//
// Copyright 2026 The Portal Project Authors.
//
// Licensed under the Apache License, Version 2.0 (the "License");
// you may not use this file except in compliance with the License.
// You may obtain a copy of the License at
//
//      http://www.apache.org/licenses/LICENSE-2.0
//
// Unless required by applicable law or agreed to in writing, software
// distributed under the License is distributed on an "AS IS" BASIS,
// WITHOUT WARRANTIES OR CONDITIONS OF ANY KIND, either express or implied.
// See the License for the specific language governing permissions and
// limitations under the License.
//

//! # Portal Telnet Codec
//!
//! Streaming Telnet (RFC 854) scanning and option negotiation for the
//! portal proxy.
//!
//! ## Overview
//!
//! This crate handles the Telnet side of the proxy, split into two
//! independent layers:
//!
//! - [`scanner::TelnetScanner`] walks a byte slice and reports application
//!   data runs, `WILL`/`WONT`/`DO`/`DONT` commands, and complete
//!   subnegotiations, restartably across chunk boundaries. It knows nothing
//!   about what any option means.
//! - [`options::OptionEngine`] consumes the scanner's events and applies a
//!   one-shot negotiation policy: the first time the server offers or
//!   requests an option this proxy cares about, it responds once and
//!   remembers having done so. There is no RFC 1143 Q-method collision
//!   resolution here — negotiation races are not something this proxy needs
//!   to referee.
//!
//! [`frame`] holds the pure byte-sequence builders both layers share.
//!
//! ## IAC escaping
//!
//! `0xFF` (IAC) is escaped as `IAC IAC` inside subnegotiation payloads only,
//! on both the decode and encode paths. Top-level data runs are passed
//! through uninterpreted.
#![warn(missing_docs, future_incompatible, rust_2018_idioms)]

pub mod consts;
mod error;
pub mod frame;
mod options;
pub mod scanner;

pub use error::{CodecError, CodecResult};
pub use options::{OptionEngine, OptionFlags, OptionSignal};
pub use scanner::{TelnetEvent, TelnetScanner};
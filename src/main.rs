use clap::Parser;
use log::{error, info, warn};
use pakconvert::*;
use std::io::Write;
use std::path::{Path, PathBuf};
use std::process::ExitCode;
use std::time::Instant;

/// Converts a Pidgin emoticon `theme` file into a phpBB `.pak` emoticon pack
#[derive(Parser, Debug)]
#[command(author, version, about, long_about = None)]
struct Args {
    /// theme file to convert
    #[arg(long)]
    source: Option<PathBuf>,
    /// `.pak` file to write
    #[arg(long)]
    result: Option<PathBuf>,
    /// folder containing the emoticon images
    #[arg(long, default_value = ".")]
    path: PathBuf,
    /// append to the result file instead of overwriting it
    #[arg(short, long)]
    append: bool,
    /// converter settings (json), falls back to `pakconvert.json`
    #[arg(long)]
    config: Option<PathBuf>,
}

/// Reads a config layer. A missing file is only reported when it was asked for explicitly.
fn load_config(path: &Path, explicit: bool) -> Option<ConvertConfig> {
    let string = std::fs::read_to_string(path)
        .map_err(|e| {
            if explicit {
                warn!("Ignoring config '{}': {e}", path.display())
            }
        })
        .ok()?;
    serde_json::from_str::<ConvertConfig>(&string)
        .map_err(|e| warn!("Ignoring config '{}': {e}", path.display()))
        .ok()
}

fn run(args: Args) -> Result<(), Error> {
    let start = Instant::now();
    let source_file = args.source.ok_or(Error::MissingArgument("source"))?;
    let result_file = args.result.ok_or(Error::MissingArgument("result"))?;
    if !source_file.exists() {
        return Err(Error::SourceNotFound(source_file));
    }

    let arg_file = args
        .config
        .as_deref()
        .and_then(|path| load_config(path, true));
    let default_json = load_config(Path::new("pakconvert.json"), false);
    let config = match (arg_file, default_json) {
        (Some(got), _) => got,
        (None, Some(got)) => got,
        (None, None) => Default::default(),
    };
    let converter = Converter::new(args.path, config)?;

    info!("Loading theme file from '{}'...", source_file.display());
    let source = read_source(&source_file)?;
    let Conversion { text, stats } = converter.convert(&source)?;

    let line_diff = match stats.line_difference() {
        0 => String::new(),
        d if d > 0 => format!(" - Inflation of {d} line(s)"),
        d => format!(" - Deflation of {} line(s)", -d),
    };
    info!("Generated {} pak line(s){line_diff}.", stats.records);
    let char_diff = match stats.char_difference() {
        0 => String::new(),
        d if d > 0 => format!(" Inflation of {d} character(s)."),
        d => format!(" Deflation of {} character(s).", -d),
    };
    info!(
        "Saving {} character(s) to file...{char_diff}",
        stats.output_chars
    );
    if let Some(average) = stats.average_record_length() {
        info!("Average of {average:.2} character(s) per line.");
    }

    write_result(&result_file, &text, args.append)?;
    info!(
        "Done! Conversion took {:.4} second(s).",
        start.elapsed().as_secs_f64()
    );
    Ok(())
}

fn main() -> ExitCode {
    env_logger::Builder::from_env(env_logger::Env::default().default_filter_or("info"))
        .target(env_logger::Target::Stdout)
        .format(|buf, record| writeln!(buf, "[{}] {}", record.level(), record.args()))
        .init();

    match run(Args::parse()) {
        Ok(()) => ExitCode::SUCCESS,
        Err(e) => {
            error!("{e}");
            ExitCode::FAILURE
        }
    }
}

# # # # #

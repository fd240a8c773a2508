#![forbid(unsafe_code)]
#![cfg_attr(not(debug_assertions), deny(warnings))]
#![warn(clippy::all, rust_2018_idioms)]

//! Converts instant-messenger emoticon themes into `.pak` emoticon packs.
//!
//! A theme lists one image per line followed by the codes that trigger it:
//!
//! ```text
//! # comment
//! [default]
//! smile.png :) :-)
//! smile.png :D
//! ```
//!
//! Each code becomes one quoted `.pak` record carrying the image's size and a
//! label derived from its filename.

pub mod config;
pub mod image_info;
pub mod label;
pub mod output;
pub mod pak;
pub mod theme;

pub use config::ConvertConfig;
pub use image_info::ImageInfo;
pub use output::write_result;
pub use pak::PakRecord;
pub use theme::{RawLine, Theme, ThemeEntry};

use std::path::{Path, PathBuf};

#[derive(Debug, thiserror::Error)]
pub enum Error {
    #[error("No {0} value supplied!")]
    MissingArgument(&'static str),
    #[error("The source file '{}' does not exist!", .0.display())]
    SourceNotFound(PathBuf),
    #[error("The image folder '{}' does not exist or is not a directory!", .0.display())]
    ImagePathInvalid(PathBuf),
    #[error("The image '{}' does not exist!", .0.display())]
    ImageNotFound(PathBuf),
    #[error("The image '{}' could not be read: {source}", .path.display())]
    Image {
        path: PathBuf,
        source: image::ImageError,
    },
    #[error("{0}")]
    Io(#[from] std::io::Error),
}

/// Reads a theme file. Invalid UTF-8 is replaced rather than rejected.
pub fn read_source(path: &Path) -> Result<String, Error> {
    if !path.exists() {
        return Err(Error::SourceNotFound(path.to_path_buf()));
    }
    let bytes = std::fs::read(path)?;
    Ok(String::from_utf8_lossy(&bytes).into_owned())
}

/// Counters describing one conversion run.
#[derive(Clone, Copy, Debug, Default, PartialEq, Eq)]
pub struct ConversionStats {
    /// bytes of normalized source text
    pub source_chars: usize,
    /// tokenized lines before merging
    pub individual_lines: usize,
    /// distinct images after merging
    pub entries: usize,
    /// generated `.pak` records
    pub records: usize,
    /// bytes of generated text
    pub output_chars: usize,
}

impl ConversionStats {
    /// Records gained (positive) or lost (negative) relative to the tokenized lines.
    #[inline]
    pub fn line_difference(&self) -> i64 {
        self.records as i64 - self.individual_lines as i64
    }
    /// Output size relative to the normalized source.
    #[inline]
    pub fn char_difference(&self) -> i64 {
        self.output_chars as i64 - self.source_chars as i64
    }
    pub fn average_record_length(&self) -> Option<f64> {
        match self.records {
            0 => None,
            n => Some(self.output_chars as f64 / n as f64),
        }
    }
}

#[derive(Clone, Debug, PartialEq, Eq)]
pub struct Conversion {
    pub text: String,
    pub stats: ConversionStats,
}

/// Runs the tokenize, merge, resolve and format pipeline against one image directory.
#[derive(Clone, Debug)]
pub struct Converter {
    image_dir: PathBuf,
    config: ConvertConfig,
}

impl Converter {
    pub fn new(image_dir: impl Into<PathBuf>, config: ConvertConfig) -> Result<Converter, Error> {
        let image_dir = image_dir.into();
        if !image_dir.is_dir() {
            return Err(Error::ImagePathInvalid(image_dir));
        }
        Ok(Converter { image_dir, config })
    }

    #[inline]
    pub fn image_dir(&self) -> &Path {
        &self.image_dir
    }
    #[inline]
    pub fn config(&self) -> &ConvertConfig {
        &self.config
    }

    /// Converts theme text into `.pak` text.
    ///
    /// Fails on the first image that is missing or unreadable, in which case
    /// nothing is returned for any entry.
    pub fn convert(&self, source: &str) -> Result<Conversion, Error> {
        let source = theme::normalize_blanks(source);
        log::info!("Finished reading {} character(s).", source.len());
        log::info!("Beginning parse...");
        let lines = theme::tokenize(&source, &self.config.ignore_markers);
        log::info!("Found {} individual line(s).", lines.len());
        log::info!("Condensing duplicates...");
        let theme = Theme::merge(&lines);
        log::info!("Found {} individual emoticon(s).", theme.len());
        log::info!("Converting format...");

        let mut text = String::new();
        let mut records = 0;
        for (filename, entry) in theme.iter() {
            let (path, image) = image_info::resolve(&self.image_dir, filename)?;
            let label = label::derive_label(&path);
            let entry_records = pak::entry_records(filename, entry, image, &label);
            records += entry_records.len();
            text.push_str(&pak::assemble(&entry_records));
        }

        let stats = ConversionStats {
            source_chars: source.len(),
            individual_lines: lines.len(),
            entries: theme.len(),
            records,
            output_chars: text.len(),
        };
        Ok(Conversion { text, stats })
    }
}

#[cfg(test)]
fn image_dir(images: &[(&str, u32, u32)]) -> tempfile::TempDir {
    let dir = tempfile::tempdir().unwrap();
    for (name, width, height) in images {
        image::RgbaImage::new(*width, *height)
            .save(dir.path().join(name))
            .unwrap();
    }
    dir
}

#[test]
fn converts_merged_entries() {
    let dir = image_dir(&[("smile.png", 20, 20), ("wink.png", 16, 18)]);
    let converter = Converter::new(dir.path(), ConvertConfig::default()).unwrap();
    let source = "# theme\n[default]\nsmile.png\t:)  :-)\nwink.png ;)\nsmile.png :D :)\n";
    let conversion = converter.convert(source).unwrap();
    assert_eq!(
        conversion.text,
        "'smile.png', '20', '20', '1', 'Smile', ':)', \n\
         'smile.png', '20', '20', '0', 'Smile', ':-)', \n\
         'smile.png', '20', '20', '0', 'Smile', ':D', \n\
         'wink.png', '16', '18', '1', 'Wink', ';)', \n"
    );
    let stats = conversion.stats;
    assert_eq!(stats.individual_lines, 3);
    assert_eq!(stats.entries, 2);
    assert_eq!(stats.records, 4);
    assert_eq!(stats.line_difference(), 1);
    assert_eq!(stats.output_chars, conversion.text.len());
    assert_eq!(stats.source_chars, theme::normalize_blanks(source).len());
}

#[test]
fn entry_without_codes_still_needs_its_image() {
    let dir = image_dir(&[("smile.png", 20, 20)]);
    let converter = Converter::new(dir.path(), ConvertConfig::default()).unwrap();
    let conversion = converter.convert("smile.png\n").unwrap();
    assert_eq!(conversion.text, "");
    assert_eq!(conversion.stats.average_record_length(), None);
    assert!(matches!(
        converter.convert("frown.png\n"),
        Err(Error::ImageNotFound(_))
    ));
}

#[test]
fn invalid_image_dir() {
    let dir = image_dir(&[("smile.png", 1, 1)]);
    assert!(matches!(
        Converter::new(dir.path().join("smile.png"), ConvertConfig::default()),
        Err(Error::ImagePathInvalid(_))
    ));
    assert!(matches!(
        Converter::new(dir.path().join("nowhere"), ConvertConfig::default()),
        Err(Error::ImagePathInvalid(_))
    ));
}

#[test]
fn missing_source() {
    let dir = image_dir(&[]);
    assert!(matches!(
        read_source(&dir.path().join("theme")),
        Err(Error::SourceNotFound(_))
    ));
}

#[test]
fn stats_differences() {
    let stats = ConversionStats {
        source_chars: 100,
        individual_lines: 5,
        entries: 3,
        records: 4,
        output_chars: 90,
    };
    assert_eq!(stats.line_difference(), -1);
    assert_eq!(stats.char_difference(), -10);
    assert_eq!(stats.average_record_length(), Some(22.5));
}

# # # # #

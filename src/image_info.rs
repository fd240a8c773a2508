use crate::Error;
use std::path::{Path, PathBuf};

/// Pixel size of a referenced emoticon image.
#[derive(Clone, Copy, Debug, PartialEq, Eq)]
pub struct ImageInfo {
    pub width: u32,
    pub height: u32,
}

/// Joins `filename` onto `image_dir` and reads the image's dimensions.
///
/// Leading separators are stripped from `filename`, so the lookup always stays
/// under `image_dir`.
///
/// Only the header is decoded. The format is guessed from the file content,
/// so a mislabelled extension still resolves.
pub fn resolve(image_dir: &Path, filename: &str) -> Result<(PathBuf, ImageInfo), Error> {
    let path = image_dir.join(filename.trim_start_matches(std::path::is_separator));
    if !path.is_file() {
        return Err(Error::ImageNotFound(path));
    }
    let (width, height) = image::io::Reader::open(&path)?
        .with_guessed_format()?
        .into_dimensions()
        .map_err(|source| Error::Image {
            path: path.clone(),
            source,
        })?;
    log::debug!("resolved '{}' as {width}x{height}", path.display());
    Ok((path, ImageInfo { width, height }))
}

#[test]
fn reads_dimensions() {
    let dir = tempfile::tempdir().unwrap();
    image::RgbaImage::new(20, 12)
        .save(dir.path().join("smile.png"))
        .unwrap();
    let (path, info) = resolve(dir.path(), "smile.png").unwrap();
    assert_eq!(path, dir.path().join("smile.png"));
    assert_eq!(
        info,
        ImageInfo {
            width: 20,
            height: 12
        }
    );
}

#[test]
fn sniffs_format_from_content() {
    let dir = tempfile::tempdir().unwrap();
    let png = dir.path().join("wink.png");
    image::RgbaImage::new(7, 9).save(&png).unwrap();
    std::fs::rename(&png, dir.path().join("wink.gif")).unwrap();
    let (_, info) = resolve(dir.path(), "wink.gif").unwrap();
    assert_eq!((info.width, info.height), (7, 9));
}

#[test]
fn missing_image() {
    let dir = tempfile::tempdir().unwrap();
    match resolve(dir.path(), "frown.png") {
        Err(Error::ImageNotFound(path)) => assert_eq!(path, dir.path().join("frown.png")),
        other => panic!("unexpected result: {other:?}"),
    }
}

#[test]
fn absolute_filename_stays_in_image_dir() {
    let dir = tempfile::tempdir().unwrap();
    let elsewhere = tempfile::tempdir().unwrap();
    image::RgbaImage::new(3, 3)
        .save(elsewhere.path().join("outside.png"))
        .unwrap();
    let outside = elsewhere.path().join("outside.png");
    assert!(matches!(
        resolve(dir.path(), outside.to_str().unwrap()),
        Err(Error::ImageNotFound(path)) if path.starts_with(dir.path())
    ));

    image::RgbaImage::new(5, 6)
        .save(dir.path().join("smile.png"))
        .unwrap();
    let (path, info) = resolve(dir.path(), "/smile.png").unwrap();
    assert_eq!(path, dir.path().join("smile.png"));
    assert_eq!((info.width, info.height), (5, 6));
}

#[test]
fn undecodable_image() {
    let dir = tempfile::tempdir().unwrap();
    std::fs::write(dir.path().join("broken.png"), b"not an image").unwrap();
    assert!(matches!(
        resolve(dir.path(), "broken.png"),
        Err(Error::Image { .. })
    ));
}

# # # # #

REQUIRED ACTION -
Go through the entries above and count the lines containing the word "outside"; give only that count.

WRITTEN REPLY -
3